Самодовольно оглядывает меня, одетую в чёрные брючки и серый трикотажный свитер с тонкой цепочкой на шее. Барыня и чернавка, так мы и выглядим со стороны.
Лиза – само воплощение роскоши и превосходства, я же скромность и бедность в чистом виде.
– Я выплатила долг Литвинова, – произносит с ноткой триумфа. – Мне нужна расписка, о которой мы договаривались.
Чувствую, как сердце сжимается в груди. Оно всё ещё не потеряло надежду быть рядом с любимым. Вот только мне надоело быть жертвой обстоятельств. Неудачницей и дурой в понимании моей матушки.
С твёрдостью, которая поражает даже меня саму, беру ручку и блокнот, пишу несколько строк на листке: «Я, Юлия Николаевна Литвинова, обязуюсь не встречаться и не поддерживать никаких контактов с Глебом Романовичем Загорским. Дата. Подпись».
Отдаю расписку Лизе и испытываю совершенно противоположные чувства: горечь потери и освобождение от тяжёлой ноши.
Я потеряла Глеба…
У меня больше нет долгов…
Это ли не повод начать жизнь сначала?..
Лиза пронзает меня острым, как бритва, взглядом, в котором сквозит торжество.
– Надеюсь, ты не нарушишь данное слово? – презрительно кривит красивые губы. – Если я узнаю, что снова липнешь к моему мужу, прихлопну и мокрого места не оставлю. О себе не беспокоишься, так о ребёнке подумай.
От этих слов, произнесённых ледяным тоном, мне становится не по себе. Страх пробирается под кожу и поднимает дыбом волоски. Мысли чёткие и ясные заставляют трезво взглянуть на вещи: «Алябьева наверняка стала любовницей Барсукова. Он и шубу презентовал в надежде на продолжение романа. Его руками Лиза со мной и расправится, если что…»
– Уходи. Ещё раз повторяю: мне не нужен Загорский, – стараюсь говорить твёрдо, но голос подрагивает и выдаёт мой страх.
Лиза уходит, победно посмотрев в сторону моей матери. Ещё бы! Ведь удалось украсть у меня кусочек души, хотя она об этом пока не догадывается.
Закрываю за Алябьевой дверь и получаю очередную бурю возмущения и унижения от родительницы:
Загорский
В Омске не так много гостиниц, чтобы целый день искать приезжего. Печать в паспорте открывает доступ к информации о нахождении моей супруги. Естественно, остановилась она в самом дорогом и пафосном отеле.
Я и сам несколько дней жил в «Cosmos Omsk Hotel», пока не нашёл квартиру.
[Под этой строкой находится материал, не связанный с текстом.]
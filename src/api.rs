use std::collections::HashMap;
use std::sync::Arc;

use log::warn;
use serde_json::Value;

use crate::bulk::BulkSyncPlanner;
use crate::config::SyncConfig;
use crate::errors::{mirror, ErrorReporter, Result, SyncError};
use crate::identifiers::{IdentifierFilter, IdentifierStore};
use crate::jobs::{JobDispatcher, JobQueue};
use crate::remote::RemoteClient;
use crate::resources::{
    ChangeEvent, EventRouter, RecordAction, RecordRef, RecordSyncQueue, ResourceRegistry,
};

/// Entry surface for the embedding application.
///
/// Holds the wiring once and exposes the event path, the bulk path and the
/// synchronous lookups. Errors from the immediate path propagate to the
/// caller after an optional mirror to the error reporter.
pub struct SyncApi {
    registry: Arc<ResourceRegistry>,
    queue: Arc<dyn JobQueue>,
    identifiers: Arc<dyn IdentifierStore>,
    remote: Arc<dyn RemoteClient>,
    config: Arc<SyncConfig>,
    reporter: Option<Arc<dyn ErrorReporter>>,
    router: EventRouter,
}

impl SyncApi {
    pub fn new(
        registry: Arc<ResourceRegistry>,
        queue: Arc<dyn JobQueue>,
        identifiers: Arc<dyn IdentifierStore>,
        remote: Arc<dyn RemoteClient>,
        config: Arc<SyncConfig>,
        reporter: Option<Arc<dyn ErrorReporter>>,
    ) -> Self {
        let router = EventRouter::new(
            registry.clone(),
            queue.clone(),
            identifiers.clone(),
            config.clone(),
        );
        Self {
            registry,
            queue,
            identifiers,
            remote,
            config,
            reporter,
            router,
        }
    }

    /// Routes one change event into scheduling decisions.
    pub async fn route_event(&self, event: &ChangeEvent) -> Result<()> {
        self.router
            .route(event)
            .await
            .map_err(|error| self.surface(error))
    }

    /// Schedules an immediate upsert for one record, bypassing the debounce
    /// window.
    pub async fn synchronise_now(&self, record: RecordRef) -> Result<()> {
        let record_queue = RecordSyncQueue::new(
            record,
            &self.registry,
            self.queue.clone(),
            self.config.clone(),
        )
        .map_err(|error| self.surface(error))?;
        record_queue
            .schedule_upsert(true)
            .await
            .map_err(|error| self.surface(error))
    }

    /// Plans and kicks off a bulk run for the given ids, grouped by type
    /// tag.
    pub async fn bulk_synchronise(&self, ids_by_type: &HashMap<String, Vec<i64>>) -> Result<()> {
        let planner = self
            .planner(ids_by_type)
            .map_err(|error| self.surface(error))?;
        planner
            .synchronise()
            .await
            .map_err(|error| self.surface(error))
    }

    pub fn is_synchronised(&self, record: &RecordRef) -> Result<bool> {
        Ok(self.remote_id(record)?.is_some())
    }

    pub fn remote_id(&self, record: &RecordRef) -> Result<Option<String>> {
        let remote_type = self.registry.adapter(&record.type_tag)?.remote_type();
        self.identifiers.find(remote_type, record.id)
    }

    /// Console URL of the record's remote counterpart, `None` when the
    /// record was never synchronised.
    pub fn record_url(&self, record: &RecordRef) -> Result<Option<String>> {
        let base = self
            .config
            .remote_console_url
            .as_deref()
            .filter(|url| !url.is_empty())
            .ok_or_else(|| {
                SyncError::ConfigurationMissing(
                    "remote console URL is required to build record URLs".to_string(),
                )
            })?;
        Ok(self
            .remote_id(record)?
            .map(|remote_id| format!("{}/{}", base, remote_id)))
    }

    /// Fetches the record's remote counterpart.
    pub async fn fetch(&self, record: &RecordRef) -> Result<Option<Value>> {
        RecordAction::new(
            record.clone(),
            &self.registry,
            self.remote.clone(),
            self.identifiers.clone(),
        )?
        .fetch()
        .await
    }

    /// Raw query passthrough against the remote service.
    pub async fn query(&self, query: &str) -> Result<Vec<Value>> {
        self.remote.query(query).await
    }

    /// Drops every stored remote identifier, then bulk-synchronises every
    /// record of every registered type from scratch.
    ///
    /// Destructive: intended for filling a sandbox environment, not for
    /// production reconciliation.
    pub async fn platform_reset(&self) -> Result<()> {
        warn!("Resetting remote identifiers for every registered resource type");
        self.identifiers.delete_matching(IdentifierFilter::All).await?;

        let mut ids_by_type = HashMap::new();
        for type_tag in self.registry.type_tags() {
            let adapter = self.registry.adapter(type_tag)?;
            ids_by_type.insert(type_tag.clone(), adapter.record_ids().await?);
        }
        self.bulk_synchronise(&ids_by_type).await
    }

    /// Dispatcher wired to the same collaborators, for the worker runtime.
    pub fn dispatcher(&self) -> JobDispatcher {
        JobDispatcher::new(
            self.registry.clone(),
            self.remote.clone(),
            self.identifiers.clone(),
            self.queue.clone(),
            self.config.clone(),
            self.reporter.clone(),
        )
    }

    fn planner(&self, ids_by_type: &HashMap<String, Vec<i64>>) -> Result<BulkSyncPlanner> {
        BulkSyncPlanner::new(
            ids_by_type,
            self.registry.clone(),
            self.remote.clone(),
            self.identifiers.clone(),
            self.queue.clone(),
            self.config.clone(),
        )
    }

    fn surface(&self, error: SyncError) -> SyncError {
        mirror(error, self.reporter.as_ref(), self.config.report_errors)
    }
}
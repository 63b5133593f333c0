use serde::{Deserialize, Serialize};

use crate::resources::RecordRef;

/// Payload of one deferred unit of work, executed by the worker-side
/// dispatch switch.
#[derive(Serialize, Deserialize, Debug, Clone, PartialEq)]
#[serde(tag = "kind", rename_all = "camelCase")]
pub enum JobPayload {
    Upsert {
        record: RecordRef,
    },
    Destroy {
        record: RecordRef,
    },
    ProcessBatch {
        remote_type: String,
        record_ids: Vec<i64>,
    },
    /// Continuation of a bulk run; re-materialized into a planner on the
    /// worker side.
    ResumeBulkRun {
        items: Vec<BulkItemState>,
    },
}

/// Serializable slice of a bulk queue item carried across planner
/// reschedules. `finished` is never serialized: it is always re-derived
/// from queue presence.
#[derive(Serialize, Deserialize, Debug, Clone, PartialEq)]
#[serde(rename_all = "camelCase")]
pub struct BulkItemState {
    pub remote_type: String,
    pub record_ids: Vec<i64>,
    pub started: bool,
}
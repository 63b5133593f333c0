use std::sync::Arc;

use log::debug;

use super::bulk_response::BulkResponse;
use crate::config::SyncConfig;
use crate::constants::BATCH_CEILING;
use crate::errors::{Result, SyncError};
use crate::identifiers::IdentifierStore;
use crate::remote::RemoteClient;
use crate::resources::{ResourceAdapter, ResourceRegistry};

/// One bounded set of record upserts against the remote service.
///
/// Errors are surfaced as typed values to the caller; there is no retry
/// here. Retry policy belongs to the worker runtime.
pub struct BulkRequest {
    remote_type: String,
    record_ids: Vec<i64>,
    registry: Arc<ResourceRegistry>,
    remote: Arc<dyn RemoteClient>,
    identifiers: Arc<dyn IdentifierStore>,
    config: Arc<SyncConfig>,
}

impl BulkRequest {
    pub fn new(
        remote_type: impl Into<String>,
        record_ids: Vec<i64>,
        registry: Arc<ResourceRegistry>,
        remote: Arc<dyn RemoteClient>,
        identifiers: Arc<dyn IdentifierStore>,
        config: Arc<SyncConfig>,
    ) -> Self {
        Self {
            remote_type: remote_type.into(),
            record_ids,
            registry,
            remote,
            identifiers,
            config,
        }
    }

    pub fn remote_type(&self) -> &str {
        &self.remote_type
    }

    pub fn record_ids(&self) -> &[i64] {
        &self.record_ids
    }

    /// Executes the request, re-chunking at the batch ceiling in case the
    /// request was constructed with more ids than one remote call permits.
    pub async fn process(&self) -> Result<()> {
        let adapter = self.registry.adapter_for_remote_type(&self.remote_type)?.clone();
        for chunk in self.record_ids.chunks(BATCH_CEILING) {
            self.process_chunk(&adapter, chunk).await?;
        }
        Ok(())
    }

    async fn process_chunk(
        &self,
        adapter: &Arc<dyn ResourceAdapter>,
        record_ids: &[i64],
    ) -> Result<()> {
        // Ids whose backing record vanished are dropped; the remaining
        // positions must line up with the response's id list.
        let mut surviving_ids = Vec::with_capacity(record_ids.len());
        let mut field_sets = Vec::with_capacity(record_ids.len());
        for &record_id in record_ids {
            match adapter.prepared_fields(record_id).await? {
                Some(fields) => {
                    surviving_ids.push(record_id);
                    field_sets.push(fields);
                }
                None => debug!(
                    "Skipping vanished record {}/{}",
                    self.remote_type, record_id
                ),
            }
        }

        if field_sets.is_empty() {
            debug!(
                "No backing records left in this chunk of {}, nothing to submit",
                self.remote_type
            );
            return Ok(());
        }

        let raw = self
            .remote
            .bulk_upsert(
                &self.remote_type,
                &field_sets,
                adapter.external_id_field(),
                true,
            )
            .await?;
        let response = BulkResponse::new(raw);

        let remote_ids = response.remote_ids();
        for (index, &record_id) in surviving_ids.iter().enumerate() {
            if self.identifiers.find(&self.remote_type, record_id)?.is_none() {
                if let Some(remote_id) = remote_ids.get(index).and_then(Option::as_deref) {
                    self.identifiers
                        .upsert(&self.remote_type, record_id, remote_id)
                        .await?;
                }
            }
            adapter.after_upsert(record_id).await?;
        }

        if !response.successful() {
            return Err(SyncError::RemoteCallFailure(
                response.error_message(&self.config)?,
            ));
        }
        Ok(())
    }
}
use std::sync::Arc;

use thiserror::Error;

// Create a type alias for Result using our Error type
pub type Result<T> = std::result::Result<T, SyncError>;

/// Root error type for the synchronization core
#[derive(Error, Debug)]
pub enum SyncError {
    #[error("Missing record: {0}")]
    MissingRecord(String),

    #[error("Duplicate remote match for {record}: {remote_ids:?}")]
    DuplicateRemoteMatch {
        record: String,
        remote_ids: Vec<String>,
    },

    #[error("Remote call failed: {0}")]
    RemoteCallFailure(String),

    #[error("Missing configuration: {0}")]
    ConfigurationMissing(String),

    #[error("Unknown event kind: {0}")]
    UnknownEventKind(String),

    #[error("No adapter registered for resource type: {0}")]
    UnknownResourceType(String),
}

/// Collaborator that mirrors errors to an external collector before they
/// surface. Notification never changes whether the error propagates.
pub trait ErrorReporter: Send + Sync {
    fn notify(&self, error: &SyncError);
}

// Mirrors the error when reporting is enabled, then hands it back unchanged.
pub(crate) fn mirror(
    error: SyncError,
    reporter: Option<&Arc<dyn ErrorReporter>>,
    enabled: bool,
) -> SyncError {
    if enabled {
        if let Some(reporter) = reporter {
            reporter.notify(&error);
        }
    }
    error
}
use std::sync::Arc;

use super::bulk_request::BulkRequest;
use crate::config::SyncConfig;
use crate::errors::Result;
use crate::identifiers::IdentifierStore;
use crate::jobs::{BulkItemState, JobPayload, JobQueue};
use crate::remote::RemoteClient;
use crate::resources::ResourceRegistry;

/// Lifecycle view over one submitted batch.
///
/// `processing` and `finished` are derived, not stored: a started item is
/// processing while its job is still present under the dedup key, and
/// finished once the job is gone.
///
/// The dedup key is per remote type, not per batch. Two chunks of the same
/// type started at once are indistinguishable by the presence probe; the
/// planner keeps at most one chunk outstanding to stay clear of the
/// ambiguity.
pub struct BulkQueueItem {
    request: BulkRequest,
    started: bool,
    queue: Arc<dyn JobQueue>,
    config: Arc<SyncConfig>,
}

impl BulkQueueItem {
    pub fn new(request: BulkRequest, queue: Arc<dyn JobQueue>, config: Arc<SyncConfig>) -> Self {
        Self {
            request,
            started: false,
            queue,
            config,
        }
    }

    /// Rebuilds an item from its serialized slice, as carried across a
    /// planner reschedule.
    pub fn from_state(
        state: BulkItemState,
        registry: Arc<ResourceRegistry>,
        remote: Arc<dyn RemoteClient>,
        identifiers: Arc<dyn IdentifierStore>,
        queue: Arc<dyn JobQueue>,
        config: Arc<SyncConfig>,
    ) -> Self {
        let request = BulkRequest::new(
            state.remote_type,
            state.record_ids,
            registry,
            remote,
            identifiers,
            config.clone(),
        );
        Self {
            request,
            started: state.started,
            queue,
            config,
        }
    }

    pub fn to_state(&self) -> BulkItemState {
        BulkItemState {
            remote_type: self.request.remote_type().to_string(),
            record_ids: self.request.record_ids().to_vec(),
            started: self.started,
        }
    }

    /// Submits the batch-processing job and marks this item started.
    pub async fn start(&mut self) -> Result<()> {
        self.queue
            .enqueue(
                &self.dedup_key(),
                None,
                JobPayload::ProcessBatch {
                    remote_type: self.request.remote_type().to_string(),
                    record_ids: self.request.record_ids().to_vec(),
                },
            )
            .await?;
        self.started = true;
        Ok(())
    }

    pub fn started(&self) -> bool {
        self.started
    }

    pub fn processing(&self) -> Result<bool> {
        Ok(self.started && self.in_queue()?)
    }

    pub fn finished(&self) -> Result<bool> {
        Ok(self.started && !self.in_queue()?)
    }

    pub fn request(&self) -> &BulkRequest {
        &self.request
    }

    fn in_queue(&self) -> Result<bool> {
        Ok(self.queue.count_pending(&self.dedup_key())? > 0)
    }

    fn dedup_key(&self) -> String {
        format!(
            "{}-bulk-{}",
            self.config.job_key_prefix,
            self.request.remote_type()
        )
    }
}
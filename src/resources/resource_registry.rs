use std::collections::HashMap;
use std::sync::Arc;

use super::resource_adapter::ResourceAdapter;
use crate::errors::{Result, SyncError};

/// Statically populated mapping of type tags to resource adapters.
///
/// Built once at process start and shared by reference. Registration order
/// is preserved and drives every reverse lookup, so resolution stays
/// deterministic.
#[derive(Default)]
pub struct ResourceRegistry {
    adapters: HashMap<String, Arc<dyn ResourceAdapter>>,
    ordered_type_tags: Vec<String>,
}

impl ResourceRegistry {
    pub fn new() -> Self {
        Self::default()
    }

    /// Registers an adapter under a type tag. Re-registering a tag replaces
    /// the adapter but keeps its original position.
    pub fn register(&mut self, type_tag: impl Into<String>, adapter: Arc<dyn ResourceAdapter>) {
        let type_tag = type_tag.into();
        if self.adapters.insert(type_tag.clone(), adapter).is_none() {
            self.ordered_type_tags.push(type_tag);
        }
    }

    pub fn adapter(&self, type_tag: &str) -> Result<&Arc<dyn ResourceAdapter>> {
        self.adapters
            .get(type_tag)
            .ok_or_else(|| SyncError::UnknownResourceType(type_tag.to_string()))
    }

    /// First registered adapter whose remote type matches, in registration
    /// order.
    pub fn adapter_for_remote_type(&self, remote_type: &str) -> Result<&Arc<dyn ResourceAdapter>> {
        self.ordered_type_tags
            .iter()
            .filter_map(|tag| self.adapters.get(tag))
            .find(|adapter| adapter.remote_type() == remote_type)
            .ok_or_else(|| SyncError::UnknownResourceType(remote_type.to_string()))
    }

    pub fn type_tags(&self) -> &[String] {
        &self.ordered_type_tags
    }

    pub fn contains(&self, type_tag: &str) -> bool {
        self.adapters.contains_key(type_tag)
    }
}
/// Maximum number of records permitted in one remote bulk call.
pub const BATCH_CEILING: usize = 1_000;

/// Delay between bulk planner polls of outstanding batch jobs.
pub const BULK_POLL_INTERVAL_SECS: i64 = 30;

/// Suffix appended to upsert dedup keys when the job should run immediately.
pub const RUN_NOW_KEY_MARKER: &str = "-now";
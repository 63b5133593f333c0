use std::collections::HashMap;
use std::sync::Arc;

use chrono::{Duration, Utc};
use log::{info, warn};

use super::bulk_queue_item::BulkQueueItem;
use super::bulk_request::BulkRequest;
use crate::config::SyncConfig;
use crate::constants::{BATCH_CEILING, BULK_POLL_INTERVAL_SECS};
use crate::errors::Result;
use crate::identifiers::IdentifierStore;
use crate::jobs::{BulkItemState, JobPayload, JobQueue};
use crate::remote::RemoteClient;
use crate::resources::ResourceRegistry;

/// Drives a multi-batch bulk run to completion through self-rescheduling.
///
/// Batches run strictly one at a time to respect the remote side's ceiling
/// on concurrent bulk jobs, even though the underlying queue could execute
/// them in parallel.
pub struct BulkSyncPlanner {
    items: Vec<BulkQueueItem>,
    queue: Arc<dyn JobQueue>,
    config: Arc<SyncConfig>,
}

impl BulkSyncPlanner {
    /// Plans a fresh run from a type tag to id-list request.
    ///
    /// Ids are grouped by resolved remote type in registry order (type tags
    /// sharing a remote type are merged), each group is split at the batch
    /// ceiling, and input order is preserved throughout. Tags with no
    /// registered adapter are skipped with a warning, as the original
    /// request may cover types this deployment does not integrate.
    pub fn new(
        ids_by_type: &HashMap<String, Vec<i64>>,
        registry: Arc<ResourceRegistry>,
        remote: Arc<dyn RemoteClient>,
        identifiers: Arc<dyn IdentifierStore>,
        queue: Arc<dyn JobQueue>,
        config: Arc<SyncConfig>,
    ) -> Result<Self> {
        for type_tag in ids_by_type.keys() {
            if !registry.contains(type_tag) {
                warn!("No adapter registered for {}, skipping its ids", type_tag);
            }
        }

        let mut ids_by_remote_type: Vec<(String, Vec<i64>)> = Vec::new();
        for type_tag in registry.type_tags() {
            let ids = match ids_by_type.get(type_tag) {
                Some(ids) if !ids.is_empty() => ids,
                _ => continue,
            };
            let remote_type = registry.adapter(type_tag)?.remote_type().to_string();
            match ids_by_remote_type
                .iter_mut()
                .find(|(existing, _)| *existing == remote_type)
            {
                Some((_, merged)) => merged.extend_from_slice(ids),
                None => ids_by_remote_type.push((remote_type, ids.clone())),
            }
        }

        let mut items = Vec::new();
        for (remote_type, ids) in ids_by_remote_type {
            for chunk in ids.chunks(BATCH_CEILING) {
                let request = BulkRequest::new(
                    remote_type.clone(),
                    chunk.to_vec(),
                    registry.clone(),
                    remote.clone(),
                    identifiers.clone(),
                    config.clone(),
                );
                items.push(BulkQueueItem::new(request, queue.clone(), config.clone()));
            }
        }

        Ok(Self {
            items,
            queue,
            config,
        })
    }

    /// Re-materializes a planner from the item states carried by a
    /// `ResumeBulkRun` payload.
    pub fn from_states(
        states: Vec<BulkItemState>,
        registry: Arc<ResourceRegistry>,
        remote: Arc<dyn RemoteClient>,
        identifiers: Arc<dyn IdentifierStore>,
        queue: Arc<dyn JobQueue>,
        config: Arc<SyncConfig>,
    ) -> Self {
        let items = states
            .into_iter()
            .map(|state| {
                BulkQueueItem::from_state(
                    state,
                    registry.clone(),
                    remote.clone(),
                    identifiers.clone(),
                    queue.clone(),
                    config.clone(),
                )
            })
            .collect();
        Self {
            items,
            queue,
            config,
        }
    }

    /// Runs one step of the bulk run: prunes finished batches, starts the
    /// next batch when none is outstanding, and re-enqueues itself while
    /// any batch has not yet been started.
    ///
    /// Rescheduling stops once every remaining batch has STARTED, not
    /// finished: the last batch's completion is never observed here.
    /// Callers that need the run's true end poll `finished` on the final
    /// item externally.
    pub async fn synchronise(mut self) -> Result<()> {
        if self.items.is_empty() {
            return Ok(());
        }

        let mut remaining = Vec::with_capacity(self.items.len());
        for item in self.items {
            if !item.finished()? {
                remaining.push(item);
            }
        }
        self.items = remaining;

        let mut any_processing = false;
        for item in &self.items {
            if item.processing()? {
                any_processing = true;
                break;
            }
        }

        if !any_processing {
            if let Some(item) = self.items.iter_mut().find(|item| !item.started()) {
                info!(
                    "Starting bulk batch of {} ({} records)",
                    item.request().remote_type(),
                    item.request().record_ids().len()
                );
                item.start().await?;
            }
        }

        if self.items.iter().any(|item| !item.started()) {
            let run_at = Utc::now() + Duration::seconds(BULK_POLL_INTERVAL_SECS);
            let states: Vec<BulkItemState> =
                self.items.iter().map(BulkQueueItem::to_state).collect();
            self.queue
                .enqueue(
                    &self.reschedule_key(),
                    Some(run_at),
                    JobPayload::ResumeBulkRun { items: states },
                )
                .await?;
        }
        Ok(())
    }

    pub fn items(&self) -> &[BulkQueueItem] {
        &self.items
    }

    fn reschedule_key(&self) -> String {
        format!("{}-bulk-run", self.config.job_key_prefix)
    }
}
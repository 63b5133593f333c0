use async_trait::async_trait;
use chrono::{DateTime, Utc};
use dashmap::DashMap;
use uuid::Uuid;

use super::job_model::JobPayload;
use super::job_queue::JobQueue;
use crate::errors::Result;

/// One queued job as held by [`InMemoryJobQueue`].
#[derive(Debug, Clone)]
pub struct PendingJob {
    pub id: String,
    pub run_at: Option<DateTime<Utc>>,
    pub payload: JobPayload,
}

/// In-memory job queue keyed by dedup key.
///
/// Reference implementation for embedding tests and local development; a
/// production deployment backs [`JobQueue`] with its durable queue instead.
#[derive(Default)]
pub struct InMemoryJobQueue {
    jobs: DashMap<String, Vec<PendingJob>>,
}

impl InMemoryJobQueue {
    pub fn new() -> Self {
        Self::default()
    }

    /// Pending jobs under one dedup key, in enqueue order.
    pub fn jobs_for(&self, dedup_key: &str) -> Vec<PendingJob> {
        self.jobs
            .get(dedup_key)
            .map(|entry| entry.value().clone())
            .unwrap_or_default()
    }

    /// Every pending job with its dedup key, in no particular key order.
    pub fn all_jobs(&self) -> Vec<(String, PendingJob)> {
        self.jobs
            .iter()
            .flat_map(|entry| {
                entry
                    .value()
                    .iter()
                    .map(|job| (entry.key().clone(), job.clone()))
                    .collect::<Vec<_>>()
            })
            .collect()
    }

    pub fn total_pending(&self) -> usize {
        self.jobs.iter().map(|entry| entry.value().len()).sum()
    }

    /// Removes and returns every pending job, simulating workers draining
    /// the queue.
    pub fn drain(&self) -> Vec<(String, PendingJob)> {
        let keys: Vec<String> = self.jobs.iter().map(|entry| entry.key().clone()).collect();
        let mut drained = Vec::new();
        for key in keys {
            if let Some((_, jobs)) = self.jobs.remove(&key) {
                drained.extend(jobs.into_iter().map(|job| (key.clone(), job)));
            }
        }
        drained
    }
}

#[async_trait]
impl JobQueue for InMemoryJobQueue {
    async fn enqueue(
        &self,
        dedup_key: &str,
        run_at: Option<DateTime<Utc>>,
        payload: JobPayload,
    ) -> Result<()> {
        self.jobs
            .entry(dedup_key.to_string())
            .or_default()
            .push(PendingJob {
                id: Uuid::new_v4().to_string(),
                run_at,
                payload,
            });
        Ok(())
    }

    fn count_pending(&self, dedup_key: &str) -> Result<i64> {
        Ok(self
            .jobs
            .get(dedup_key)
            .map(|entry| entry.value().len() as i64)
            .unwrap_or(0))
    }

    async fn delete_matching(&self, dedup_keys: &[String]) -> Result<usize> {
        let mut deleted = 0;
        for key in dedup_keys {
            if let Some((_, jobs)) = self.jobs.remove(key) {
                deleted += jobs.len();
            }
        }
        Ok(deleted)
    }
}

#[cfg(test)]
mod tests {
    use super::*;
    use crate::resources::RecordRef;

    fn payload(id: i64) -> JobPayload {
        JobPayload::Upsert {
            record: RecordRef::new("user", id),
        }
    }

    #[tokio::test]
    async fn counts_and_deletes_by_key() {
        let queue = InMemoryJobQueue::new();
        queue.enqueue("a", None, payload(1)).await.unwrap();
        queue.enqueue("a", None, payload(2)).await.unwrap();
        queue.enqueue("b", None, payload(3)).await.unwrap();

        assert_eq!(queue.count_pending("a").unwrap(), 2);
        assert_eq!(queue.count_pending("b").unwrap(), 1);
        assert_eq!(queue.count_pending("missing").unwrap(), 0);

        let deleted = queue
            .delete_matching(&["a".to_string(), "missing".to_string()])
            .await
            .unwrap();
        assert_eq!(deleted, 2);
        assert_eq!(queue.count_pending("a").unwrap(), 0);
        assert_eq!(queue.total_pending(), 1);
    }

    #[tokio::test]
    async fn drain_empties_the_queue() {
        let queue = InMemoryJobQueue::new();
        queue.enqueue("a", None, payload(1)).await.unwrap();
        queue.enqueue("b", None, payload(2)).await.unwrap();

        let drained = queue.drain();
        assert_eq!(drained.len(), 2);
        assert_eq!(queue.total_pending(), 0);
    }
}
Жду Лизу в лобби, удобно устроившись в кресле и листая журналы. Надеюсь, что смогу убедить жену покинуть город и вернуться в Москву. Её здесь абсолютно нечего делать.
Вот только это мнение оказывается ошибочным. Алябьева вплывает в холл под ручку с высоким, крепким мужиком криминального вида.
Неужели?! Лизонька опустилась до бандитов?.. А как же миллиардеры, депутаты, светские щёголи, известные художники и музыканты? Не думаю, что новый кавалер способен отличить Рембранта от Рубенса.
Или на безрыбье и рак рыба, а деньги не пахнут?..
Парочка подходит к ресепшен и берёт ключ-карту. Администратор что-то говорит Лизе и кивает в мою сторону.
Жена поворачивается, и я замечаю промелькнувшую на её лице тень смущения. Или стыда.
Возможно, она не рассчитывала, что я так быстро узнаю о её новом любовнике? Или социальный статус Барсукова, написанный на морде лица мужика, выдаёт плохой вкус и неразборчивость в связях московской шлюхи.
Ну а как её ещё назвать?
Два дня в городе, и уже прыгнула в койку к первому, кто поманил пальцем?
Удивительно, но во мне просыпается ревность. Думал, что будет всё равно, а нет – на душе мерзко. Хочется причинить тяжкие телесные кавалеру, да боюсь, что у нас разные весовые категории.
Подраться можем, и с большой уверенностью я даже смогу поставить ему пару синяков, но не факт, что вечером меня не пристрелят в подворотне. А может даже на крыльце больницы. Барс не из тех, кто станет скрываться под покровом ночи.
Лиза подходит ко мне стремительным шагом и с раздражением спрашивает:
– Что ты здесь делаешь?
Прогуливаюсь взглядом по её новой шубе из лисы, отмечаю вызывающе яркий макияж, рассчитанный на лиц определённого склада. До Мурки или Соньки ей осталось сделать один шаг – нацепить на себя побольше золотых побрякушек и сунуть сигарету в зубы. Но страх, что дорогущие виниры покроются жёлтым налётом, не даст ей совершить подобную глупость.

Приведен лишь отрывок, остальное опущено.